Your assignment: Exactly reproduce the data from its first line through the line with "fn resolve(&self, path: &str)", leaving out every line after it.

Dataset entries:

----

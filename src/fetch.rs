use crate::error::FetchError;
use std::fmt;
use std::future::Future;
use std::io::ErrorKind;
use std::path::{Component, Path, PathBuf};
use tracing::debug;

#[derive(Debug, Clone, Copy, PartialEq, Eq, Default)]
pub enum Method {
    #[default]
    Get,
    Post,
}

impl fmt::Display for Method {
    fn fmt(&self, f: &mut fmt::Formatter<'_>) -> fmt::Result {
        let label = match self {
            Method::Get => "GET",
            Method::Post => "POST",
        };
        f.write_str(label)
    }
}

/// A request for a path relative to the data root.
#[derive(Debug, Clone, PartialEq, Eq)]
pub struct FetchRequest {
    pub method: Method,
    pub path: String,
    /// Skip any cached copy and go to the network.
    pub cache_bust: bool,
}

impl FetchRequest {
    pub fn get(path: impl Into<String>) -> Self {
        Self {
            method: Method::Get,
            path: path.into(),
            cache_bust: false,
        }
    }

    pub fn busted(mut self, cache_bust: bool) -> Self {
        self.cache_bust = cache_bust;
        self
    }
}

/// Something that can resolve a [`FetchRequest`] to bytes.
///
/// Implementations must be shareable across tasks: the loader issues every
/// source fetch on its own task.
pub trait Fetcher: Send + Sync + 'static {
    fn fetch(
        &self,
        request: FetchRequest,
    ) -> impl Future<Output = Result<Vec<u8>, FetchError>> + Send;
}

/// Serves files from a directory on disk.
#[derive(Debug, Clone)]
pub struct FsFetcher {
    root: PathBuf,
}

impl FsFetcher {
    pub fn new(root: impl Into<PathBuf>) -> Self {
        Self { root: root.into() }
    }

    pub fn root(&self) -> &Path {
        &self.root
    }

    fn resolve(&self, path: &str) -> Result<PathBuf, FetchError> {
        let relative = Path::new(path.trim_start_matches('/'));
        let mut resolved = self.root.clone();
        for component in relative.components() {
            match component {
                Component::Normal(part) => resolved.push(part),
                Component::CurDir => {}
                _ => return Err(FetchError::OutsideRoot(path.to_string())),
            }
        }
        Ok(resolved)
    }
}

impl Fetcher for FsFetcher {
    async fn fetch(&self, request: FetchRequest) -> Result<Vec<u8>, FetchError> {
        if request.method != Method::Get {
            return Err(FetchError::UnsupportedMethod {
                method: request.method.to_string(),
                path: request.path,
            });
        }
        let resolved = self.resolve(&request.path)?;
        debug!(path = %request.path, file = %resolved.display(), "reading from data root");
        tokio::fs::read(&resolved).await.map_err(|err| {
            if err.kind() == ErrorKind::NotFound {
                FetchError::NotFound(request.path.clone())
            } else {
                FetchError::Io {
                    path: request.path.clone(),
                    source: err,
                }
            }
        })
    }
}
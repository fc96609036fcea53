//! Decoder for the host's fixed-size motion command frames.
//!
//! Frame layout (11 bytes, little-endian):
//!
//! ```text
//! offset  size  field
//!   0     1     header: 0xBF = time-bounded, 0xAF = step-bounded
//!   1     1     motor mask (bit i = motor i)
//!   2     1     direction mask (bit i = motor i direction)
//!   3     4     speed, i32 Hz (absolute value taken)
//!   7     4     magnitude, i32 (ms for 0xBF, pulse count for 0xAF)
//! ```
//!
//! Bytes that are not a known header are dropped while idle; a frame split
//! across any number of reads reassembles byte by byte. There is nothing to
//! report on a bad stream (the header gates entry and the fixed length
//! absorbs the rest), so decoding never fails, it only stays silent.

use num_enum::TryFromPrimitive;

/// Total frame size on the wire.
pub const FRAME_LEN: usize = 11;

/// Emitted once over the serial link when the device finishes boot.
pub const READY: &[u8] = b"READY\n";
/// Acknowledgement emitted after every decoded frame.
pub const ACK: &[u8] = b"OK\n";

/// Frame header byte, doubling as the command mode.
#[derive(Clone, Copy, PartialEq, Eq, Debug, TryFromPrimitive)]
#[cfg_attr(feature = "defmt", derive(defmt::Format))]
#[repr(u8)]
pub enum CommandMode {
    /// Run until a wall-clock duration elapses; magnitude is the duration.
    TimeBounded = 0xBF,
    /// Run an exact pulse count; magnitude is the count.
    StepBounded = 0xAF,
}

/// Unit of the magnitude field in time-bounded frames. Old firmware
/// revisions sent whole seconds. The unit is fixed per link at
/// construction, never autodetected from traffic.
#[derive(Clone, Copy, PartialEq, Eq, Debug)]
#[cfg_attr(feature = "defmt", derive(defmt::Format))]
pub enum MagnitudeUnit {
    Milliseconds,
    Seconds,
}

/// One decoded motion command. Signed wire fields are already normalized:
/// speed is clamped to >= 1 Hz and time-bounded magnitudes are always in
/// milliseconds regardless of the link's wire unit.
#[derive(Clone, Copy, PartialEq, Eq, Debug)]
#[cfg_attr(feature = "defmt", derive(defmt::Format))]
pub struct Command {
    pub mode: CommandMode,
    pub motor_mask: u8,
    pub direction_mask: u8,
    pub speed_hz: u32,
    pub magnitude: u32,
}

impl Command {
    /// Whether this command addresses the given motor index.
    pub fn selects(&self, motor: u8) -> bool {
        self.motor_mask & (1 << motor) != 0
    }

    /// The raw direction bit for the given motor index.
    pub fn direction_bit(&self, motor: u8) -> bool {
        self.direction_mask & (1 << motor) != 0
    }
}

/// Incremental frame decoder. Feed it bytes as they arrive; it holds
/// partial frames across reads and emits one `Command` per complete frame.
pub struct FrameDecoder {
    buf: [u8; FRAME_LEN],
    len: usize,
    unit: MagnitudeUnit,
}

impl FrameDecoder {
    pub const fn new() -> Self {
        Self::with_magnitude_unit(MagnitudeUnit::Milliseconds)
    }

    /// Decoder for a link whose firmware revision uses a different
    /// time-bounded magnitude unit.
    pub const fn with_magnitude_unit(unit: MagnitudeUnit) -> Self {
        Self {
            buf: [0; FRAME_LEN],
            len: 0,
            unit,
        }
    }

    /// Consume one byte; returns a command when it completes a frame.
    pub fn push(&mut self, byte: u8) -> Option<Command> {
        if self.len == 0 && CommandMode::try_from(byte).is_err() {
            // noise between frames
            return None;
        }
        self.buf[self.len] = byte;
        self.len += 1;
        if self.len < FRAME_LEN {
            return None;
        }
        self.len = 0;
        Some(self.parse())
    }

    /// Consume a read's worth of bytes, invoking `handler` per frame.
    pub fn feed(&mut self, bytes: &[u8], handler: &mut dyn FnMut(Command)) {
        for &byte in bytes {
            if let Some(cmd) = self.push(byte) {
                handler(cmd);
            }
        }
    }

    fn parse(&self) -> Command {
        // the header was vetted on entry
        let mode = match CommandMode::try_from(self.buf[0]) {
            Ok(m) => m,
            Err(_) => CommandMode::TimeBounded,
        };
        let speed = i32::from_le_bytes([self.buf[3], self.buf[4], self.buf[5], self.buf[6]]);
        let raw_magnitude =
            i32::from_le_bytes([self.buf[7], self.buf[8], self.buf[9], self.buf[10]]);

        let mut magnitude = raw_magnitude.unsigned_abs();
        if mode == CommandMode::TimeBounded && self.unit == MagnitudeUnit::Seconds {
            magnitude = magnitude.saturating_mul(1_000);
        }

        Command {
            mode,
            motor_mask: self.buf[1],
            direction_mask: self.buf[2],
            speed_hz: speed.unsigned_abs().max(1),
            magnitude,
        }
    }
}

impl Default for FrameDecoder {
    fn default() -> Self {
        Self::new()
    }
}

#[cfg(test)]
mod tests {
    use super::*;

    // both motors, motor 0 direction bit set, 1000 Hz, 10 000 ms
    const TIME_FRAME: [u8; FRAME_LEN] = [
        0xBF, 0x03, 0x01, 0xE8, 0x03, 0x00, 0x00, 0x10, 0x27, 0x00, 0x00,
    ];
    // motor 0, 800 Hz, 200 pulses
    const STEP_FRAME: [u8; FRAME_LEN] = [
        0xAF, 0x01, 0x00, 0x20, 0x03, 0x00, 0x00, 0xC8, 0x00, 0x00, 0x00,
    ];

    fn decode_all(dec: &mut FrameDecoder, bytes: &[u8]) -> Vec<Command> {
        let mut out = Vec::new();
        dec.feed(bytes, &mut |cmd| out.push(cmd));
        out
    }

    #[test]
    fn decodes_a_time_bounded_frame() {
        let mut dec = FrameDecoder::new();
        let cmds = decode_all(&mut dec, &TIME_FRAME);
        assert_eq!(
            cmds,
            [Command {
                mode: CommandMode::TimeBounded,
                motor_mask: 0x03,
                direction_mask: 0x01,
                speed_hz: 1_000,
                magnitude: 10_000,
            }]
        );
        assert!(cmds[0].selects(0) && cmds[0].selects(1) && !cmds[0].selects(2));
        assert!(cmds[0].direction_bit(0) && !cmds[0].direction_bit(1));
    }

    #[test]
    fn decodes_a_step_bounded_frame() {
        let mut dec = FrameDecoder::new();
        let cmds = decode_all(&mut dec, &STEP_FRAME);
        assert_eq!(cmds[0].mode, CommandMode::StepBounded);
        assert_eq!(cmds[0].speed_hz, 800);
        assert_eq!(cmds[0].magnitude, 200);
    }

    #[test]
    fn reassembles_frames_from_arbitrary_chunking() {
        for chunk in 1..=FRAME_LEN {
            let mut dec = FrameDecoder::new();
            let mut cmds = Vec::new();
            for part in TIME_FRAME.chunks(chunk) {
                dec.feed(part, &mut |cmd| cmds.push(cmd));
            }
            assert_eq!(cmds.len(), 1, "chunk size {chunk}");
            assert_eq!(cmds[0].speed_hz, 1_000);
        }
    }

    #[test]
    fn drops_noise_between_frames() {
        let mut dec = FrameDecoder::new();
        let mut stream = vec![0x00, 0x55, 0xFF, 0x0A];
        stream.extend_from_slice(&STEP_FRAME);
        stream.extend_from_slice(&[0x42]);
        stream.extend_from_slice(&STEP_FRAME);
        let cmds = decode_all(&mut dec, &stream);
        assert_eq!(cmds.len(), 2);
    }

    #[test]
    fn normalizes_signed_fields() {
        let mut frame = STEP_FRAME;
        frame[3..7].copy_from_slice(&(-800i32).to_le_bytes());
        frame[7..11].copy_from_slice(&(-200i32).to_le_bytes());
        let mut dec = FrameDecoder::new();
        let cmds = decode_all(&mut dec, &frame);
        assert_eq!(cmds[0].speed_hz, 800);
        assert_eq!(cmds[0].magnitude, 200);

        // zero speed clamps to the 1 Hz floor
        let mut frame = STEP_FRAME;
        frame[3..7].copy_from_slice(&0i32.to_le_bytes());
        let cmds = decode_all(&mut dec, &frame);
        assert_eq!(cmds[0].speed_hz, 1);
    }

    #[test]
    fn legacy_links_scale_seconds_to_milliseconds() {
        let mut frame = TIME_FRAME;
        frame[7..11].copy_from_slice(&2i32.to_le_bytes());
        let mut dec = FrameDecoder::with_magnitude_unit(MagnitudeUnit::Seconds);
        let cmds = decode_all(&mut dec, &frame);
        assert_eq!(cmds[0].magnitude, 2_000);

        // step counts are untouched by the unit
        let mut dec = FrameDecoder::with_magnitude_unit(MagnitudeUnit::Seconds);
        let cmds = decode_all(&mut dec, &STEP_FRAME);
        assert_eq!(cmds[0].magnitude, 200);
    }
}
//! Export writers for the downstream imaging pipeline.
//!
//! Two consumers exist: a pose table (fixed identity quaternion plus a
//! metric translation per sample) and a minimal ffmpeg-style log whose
//! timestamps let the pipeline line rail time up with camera time. Both
//! schemas are owned downstream; nothing here is load-bearing beyond the
//! column order and the `time=` stamp format.

use std::io::{self, Write};

use crate::session::RailSession;

/// Pose rows at the caller's sample times (normally the radar frame
/// timestamps). Quaternion is the identity; the rail only translates.
pub fn write_pose_csv<W: Write>(
    out: &mut W,
    session: &RailSession,
    times_rel: &[f64],
) -> io::Result<()> {
    writeln!(out, "qx,qy,qz,qw,tx,ty,tz")?;
    let step_x = session.axis_config(0).step_m;
    let step_y = session.axis_config(1).step_m;
    for (x, y) in session.sample(times_rel) {
        writeln!(
            out,
            "0,0,0,1,{:.9},{:.9},{:.9}",
            x * step_x,
            y * step_y,
            session.z_m()
        )?;
    }
    Ok(())
}

/// Debug variant: one pose row per segment boundary instead of per sample
/// time, which makes overwrite splices visible by eye.
pub fn write_boundary_pose_csv<W: Write>(out: &mut W, session: &RailSession) -> io::Result<()> {
    let mut times: Vec<f64> = Vec::new();
    for axis in 0..2 {
        for segment in session.axis(axis).segments() {
            times.push(segment.t_start);
            times.push(segment.t_end);
        }
    }
    times.sort_by(|a, b| a.total_cmp(b));
    times.dedup();
    write_pose_csv(out, session, &times)
}

/// Fake ffmpeg stderr covering the session duration, for the pipeline's
/// rail/camera time alignment pass.
pub fn write_fake_ffmpeg_log<W: Write>(
    out: &mut W,
    session: &RailSession,
    fps: f64,
) -> io::Result<()> {
    let duration = session.end_time();
    writeln!(out, "Input #0, rail, from 'positioner':")?;
    writeln!(
        out,
        "  Duration: {}, start: 0.000000, bitrate: N/A",
        timestamp(duration)
    )?;
    let frames = (duration * fps).round() as u64;
    writeln!(
        out,
        "frame={frames:>6} fps={fps:>3.0} q=-1.0 Lsize=N/A time={} bitrate=N/A speed=1x",
        timestamp(duration)
    )?;
    Ok(())
}

/// `HH:MM:SS.cc`, the ffmpeg duration format.
fn timestamp(seconds: f64) -> String {
    let seconds = seconds.max(0.0);
    let whole = seconds as u64;
    let centis = ((seconds - whole as f64) * 100.0).round() as u64;
    let (whole, centis) = if centis == 100 {
        (whole + 1, 0)
    } else {
        (whole, centis)
    };
    format!(
        "{:02}:{:02}:{:02}.{:02}",
        whole / 3600,
        (whole / 60) % 60,
        whole % 60,
        centis
    )
}
//! Host-side trajectory reconstruction for the SAR rail positioner.
//!
//! Replays the same command stream the device executes, using the same
//! frame decoder and motion model, and integrates it into continuous
//! piecewise-linear `x(t), y(t)` tracks, so the imaging pipeline can ask
//! where the radar was at any frame timestamp.

pub mod export;
pub mod segment;
pub mod session;

pub use session::{AxisConfig, RailSession};
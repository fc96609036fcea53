//! Waveform generation engines the arbiter can place a motor on.
//!
//! A STEP pin is owned by exactly one function at a time (plain GPIO, a PWM
//! slice, or a PIO state machine). Ownership moves only through the old
//! owner's stop routine, and every engine leaves the pin LOW on exit.

pub mod ctc;
pub mod pio;
pub mod pwm;

cfg_if::cfg_if! {
    if #[cfg(feature = "rp2040")] {
        pub mod rp2040;
    }
}

/// Engine selection for step-bounded motion.
#[derive(Clone, Copy, PartialEq, Eq, Debug)]
#[cfg_attr(feature = "defmt", derive(defmt::Format))]
pub enum BackendKind {
    /// Free-running square wave; the arbiter ends it by deadline.
    Timer,
    /// PWM slice; a shared wrap IRQ counts pulses and halts after N.
    Pwm,
    /// Pulse state machine fed a single (duty, steps) pair over its FIFO.
    PioCommand,
}

/// Why a command could not be armed.
#[derive(Clone, Copy, PartialEq, Eq, Debug)]
#[cfg_attr(feature = "defmt", derive(defmt::Format))]
pub enum StartError {
    /// No free DMA channel for a streamed command.
    DmaBusy,
    /// Stream words violate the pulse engine's termination contract
    /// (see [`pio::stream_well_formed`]).
    MalformedStream,
}

/// Contract between the arbiter and a concrete waveform engine.
///
/// Implementations never block beyond a bounded FIFO put, and guarantee the
/// STEP line idles LOW on every exit path (completion, stop, and error).
pub trait PulseBackend {
    /// Arm a step-bounded pulse train on the selected engine.
    fn start(&mut self, kind: BackendKind, hz: u32, steps: u32) -> Result<(), StartError>;

    /// Arm a DMA-fed stream of packed `(duty, steps)` words terminated by
    /// the `(0, 0)` marker. The words must stay resident while the stream
    /// runs, and must satisfy [`pio::stream_well_formed`]; the arbiter
    /// checks this before the call.
    fn start_stream(&mut self, words: &'static [u32]) -> Result<(), StartError>;

    /// Immediate hardware termination of whatever is running.
    fn stop(&mut self);

    /// Reclaim the STEP pin from any engine and drive it low.
    fn park_low(&mut self);
}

----

Exercise response:
filename src/fetch.rs
use crate::error::FetchError;
use std::fmt;
use std::future::Future;
use std::io::ErrorKind;
use std::path::{Component, Path, PathBuf};
use tracing::debug;

#[derive(Debug, Clone, Copy, PartialEq, Eq, Default)]
pub enum Method {
    #[default]
    Get,
    Post,
}

impl fmt::Display for Method {
    fn fmt(&self, f: &mut fmt::Formatter<'_>) -> fmt::Result {
        let label = match self {
            Method::Get => "GET",
            Method::Post => "POST",
        };
        f.write_str(label)
    }
}

/// A request for a path relative to the data root.
#[derive(Debug, Clone, PartialEq, Eq)]
pub struct FetchRequest {
    pub method: Method,
    pub path: String,
    /// Skip any cached copy and go to the network.
    pub cache_bust: bool,
}

impl FetchRequest {
    pub fn get(path: impl Into<String>) -> Self {
        Self {
            method: Method::Get,
            path: path.into(),
            cache_bust: false,
        }
    }

    pub fn busted(mut self, cache_bust: bool) -> Self {
        self.cache_bust = cache_bust;
        self
    }
}

/// Something that can resolve a [`FetchRequest`] to bytes.
///
/// Implementations must be shareable across tasks: the loader issues every
/// source fetch on its own task.
pub trait Fetcher: Send + Sync + 'static {
    fn fetch(
        &self,
        request: FetchRequest,
    ) -> impl Future<Output = Result<Vec<u8>, FetchError>> + Send;
}

/// Serves files from a directory on disk.
#[derive(Debug, Clone)]
pub struct FsFetcher {
    root: PathBuf,
}

impl FsFetcher {
    pub fn new(root: impl Into<PathBuf>) -> Self {
        Self { root: root.into() }
    }

    pub fn root(&self) -> &Path {
        &self.root
    }

    fn resolve(&self, path: &str) -> Result<PathBuf, FetchError> {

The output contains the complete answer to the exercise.